- _Work task_
Give the lines below again exactly, starting with the line that holds "return Answer::Keep;" and going on through the line that holds "let mut edits = Vec::new();".

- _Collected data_
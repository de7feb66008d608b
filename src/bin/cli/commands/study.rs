use std::io::{self, BufRead, Write};
use std::path::Path;

use anyhow::{bail, Context, Result};
use chrono::Utc;

use mahir_lib::study::{Score, Session, SessionOutcome, TermId};

use crate::app::App;
use crate::render::{duration, paint, score_color, score_counts, Color};
use crate::OutputFormat;

/// A reply typed at the score prompt
#[derive(Debug, PartialEq)]
enum Answer {
    Keep,
    Rescore(Score),
    Quit,
    Invalid,
}

fn parse_answer(line: &str) -> Answer {
    let line = line.trim();
    if line.is_empty() {
        return Answer::Keep;
    }
    if line.eq_ignore_ascii_case("q") {
        return Answer::Quit;
    }
    match line.parse::<u32>() {
        Ok(score) => Answer::Rescore(Score(score)),
        Err(_) => Answer::Invalid,
    }
}

/// Parse `id score` lines. Blank lines and `#` comments are skipped.
fn parse_score_lines(text: &str) -> Result<Vec<(TermId, Score)>> {
    let mut edits = Vec::new();
    for (i, line) in text.lines().enumerate() {
        let line = line.trim();
        if line.is_empty() || line.starts_with('#') {
            continue;
        }
        let mut fields = line.split_whitespace();
        let (Some(id), Some(score), None) = (fields.next(), fields.next(), fields.next()) else {
            bail!("Line {}: expected \"<id> <score>\", got {:?}", i + 1, line);
        };
        let id = id
            .parse::<u64>()
            .with_context(|| format!("Line {}: invalid term id {:?}", i + 1, id))?;
        let score = score
            .parse::<u32>()
            .with_context(|| format!("Line {}: invalid score {:?}", i + 1, score))?;
        edits.push((TermId(id), Score(score)));
    }
    Ok(edits)
}

fn apply_score_file(session: &mut Session, path: &Path) -> Result<()> {
    let text = std::fs::read_to_string(path).with_context(|| format!("Failed to read {}", path.display()))?;
    for (id, score) in parse_score_lines(&text)? {
        session.record_score(id, score)?;
    }
    Ok(())
}

/// Walk the deck, reading one answer per card from `input`. Returns false
/// when the user quits or the input ends before every card is answered.
fn prompt_scores<I: BufRead, W: Write>(
    session: &mut Session,
    input: I,
    out: &mut W,
    use_color: bool,
) -> Result<bool> {
    let ids = session.deck().terms.clone();
    let total = ids.len();
    let mut lines = input.lines();

    for (i, id) in ids.into_iter().enumerate() {
        let term = session.term(id)?;
        let current = term.score;
        writeln!(
            out,
            "[{}/{}] {}  {}",
            i + 1,
            total,
            paint(&term.term, Color::BOLD, use_color),
            paint(&format!("({})", current), score_color(current), use_color)
        )?;
        writeln!(out, "       {}", paint(&term.definition, Color::DIM, use_color))?;
        if let Some(occurrences) = &term.occurrences {
            writeln!(out, "       {}", paint(occurrences, Color::CYAN, use_color))?;
        }

        loop {
            write!(out, "score [{}], q to quit: ", current)?;
            out.flush()?;
            let Some(line) = lines.next() else {
                writeln!(out)?;
                writeln!(out, "Input ended after {} of {} cards", i, total)?;
                return Ok(false);
            };
            match parse_answer(&line?) {
                Answer::Keep => break,
                Answer::Rescore(score) => {
                    session.record_score(id, score)?;
                    break;
                }
                Answer::Quit => return Ok(false),
                Answer::Invalid => writeln!(out, "enter a score number, nothing to keep, or q")?,
            }
        }
    }

    Ok(true)
}

/// Run one session and save it if it completes. Prompts read from `input`
/// unless a score file is given. Returns `None` for an abandoned session,
/// which leaves the stored set as it was.
fn study<I: BufRead, W: Write>(
    app: &App,
    set_name: &str,
    scores_file: Option<&Path>,
    input: I,
    out: &mut W,
    use_color: bool,
) -> Result<Option<SessionOutcome>> {
    let set = app.find_set(set_name)?;
    let mut session = Session::begin(&set, Utc::now(), &mut rand::thread_rng())?;

    let completed = match scores_file {
        Some(path) => {
            apply_score_file(&mut session, path)?;
            true
        }
        None => prompt_scores(&mut session, input, out, use_color)?,
    };
    if !completed {
        writeln!(out, "Session abandoned; \"{}\" is unchanged", session.set_name())?;
        return Ok(None);
    }

    let outcome = session.finish(Utc::now())?;
    app.save(&outcome.set)?;
    Ok(Some(outcome))
}

pub fn run(
    app: &App,
    set_name: &str,
    scores_file: Option<&Path>,
    format: &OutputFormat,
    use_color: bool,
) -> Result<()> {
    let stdin = io::stdin();
    let Some(outcome) = study(app, set_name, scores_file, stdin.lock(), &mut io::stderr(), use_color)? else {
        return Ok(());
    };
    for warning in &outcome.warnings {
        eprintln!("{} {}", paint("warning:", Color::YELLOW, use_color), warning);
    }

    let record = &outcome.record;
    match format {
        OutputFormat::Json => {
            println!("{}", serde_json::to_string_pretty(record)?);
        }
        OutputFormat::Plain => {
            println!(
                "Finished session {} of cycle {} in {}",
                record.session,
                record.cycle,
                duration(record.duration())
            );
            println!("  Deck: {}", score_counts(&record.deck));
            if record.changes.is_empty() {
                println!("  No score changes");
            } else {
                let changes: Vec<String> = record
                    .changes
                    .iter()
                    .map(|(change, count)| format!("{} x{}", change, count))
                    .collect();
                println!("  Changes: {}", changes.join(", "));
            }
            println!("  Known: {}  New: {}", record.learned(), record.unlearned());
            if outcome.set.cycle.sessions >= outcome.set.config.cycle_length {
                println!(
                    "  {}",
                    paint("Cycle complete; run `mahir reset` before the next session", Color::YELLOW, use_color)
                );
            }
        }
    }

    Ok(())
}

#[cfg(test)]
mod tests {
    use super::*;
    use mahir_lib::study::{NewTerm, StudySet, TierConfig};
    use rand::rngs::StdRng;
    use rand::SeedableRng;
    use tempfile::TempDir;

    fn create_test_app() -> (App, TempDir) {
        let temp_dir = TempDir::new().unwrap();
        let config_path = temp_dir.path().join("config.toml");
        std::fs::write(&config_path, format!("data_dir = {:?}\n", temp_dir.path().join("data"))).unwrap();
        let app = App::new(Some(&config_path)).unwrap();

        let mut rng = StdRng::seed_from_u64(71);
        let terms = (0..8)
            .map(|i| NewTerm {
                term: format!("kalima {}", i),
                definition: format!("word {}", i),
                score: Some(Score(i % 3)),
                ..Default::default()
            })
            .collect();
        let set = StudySet::create("words".into(), terms, TierConfig::default(), None, Utc::now(), &mut rng).unwrap();
        app.save(&set).unwrap();
        (app, temp_dir)
    }

    #[test]
    fn test_input_ending_early_abandons_session() {
        let (app, _temp) = create_test_app();
        let before = app.find_set("words").unwrap();

        let mut out = Vec::new();
        let outcome = study(&app, "words", None, "".as_bytes(), &mut out, false).unwrap();

        assert!(outcome.is_none());
        assert_eq!(app.find_set("words").unwrap(), before);
        assert!(String::from_utf8(out).unwrap().contains("abandoned"));
    }

    #[test]
    fn test_quit_abandons_session() {
        let (app, _temp) = create_test_app();
        let before = app.find_set("words").unwrap();

        let mut out = Vec::new();
        let outcome = study(&app, "words", None, "2\nq\n".as_bytes(), &mut out, false).unwrap();

        assert!(outcome.is_none());
        assert_eq!(app.find_set("words").unwrap(), before);
    }

    #[test]
    fn test_answering_every_card_saves_session() {
        let (app, _temp) = create_test_app();
        let answers = "\n".repeat(64);

        let mut out = Vec::new();
        let outcome = study(&app, "words", None, answers.as_bytes(), &mut out, false)
            .unwrap()
            .unwrap();

        let stored = app.find_set("words").unwrap();
        assert_eq!(stored, outcome.set);
        assert_eq!(stored.cycle.sessions, 1);
        assert_eq!(stored.history.len(), 1);
    }

    #[test]
    fn test_parse_answer() {
        assert_eq!(parse_answer(""), Answer::Keep);
        assert_eq!(parse_answer("  \n"), Answer::Keep);
        assert_eq!(parse_answer("3"), Answer::Rescore(Score(3)));
        assert_eq!(parse_answer("Q"), Answer::Quit);
        assert_eq!(parse_answer("-1"), Answer::Invalid);
        assert_eq!(parse_answer("three"), Answer::Invalid);
    }

    #[test]
    fn test_parse_score_lines() {
        let edits = parse_score_lines("# after chapter 2\n12\t3\n\n4 0\n").unwrap();
        assert_eq!(edits, vec![(TermId(12), Score(3)), (TermId(4), Score(0))]);

        assert!(parse_score_lines("12\n").is_err());
        assert!(parse_score_lines("12 3 4\n").is_err());
        assert!(parse_score_lines("x 3\n").is_err());
    }
}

- _Completed exercise_
        return Answer::Keep;
    }
    if line.eq_ignore_ascii_case("q") {
        return Answer::Quit;
    }
    match line.parse::<u32>() {
        Ok(score) => Answer::Rescore(Score(score)),
        Err(_) => Answer::Invalid,
    }
}

/// Parse `id score` lines. Blank lines and `#` comments are skipped.
fn parse_score_lines(text: &str) -> Result<Vec<(TermId, Score)>> {
    let mut edits = Vec::new();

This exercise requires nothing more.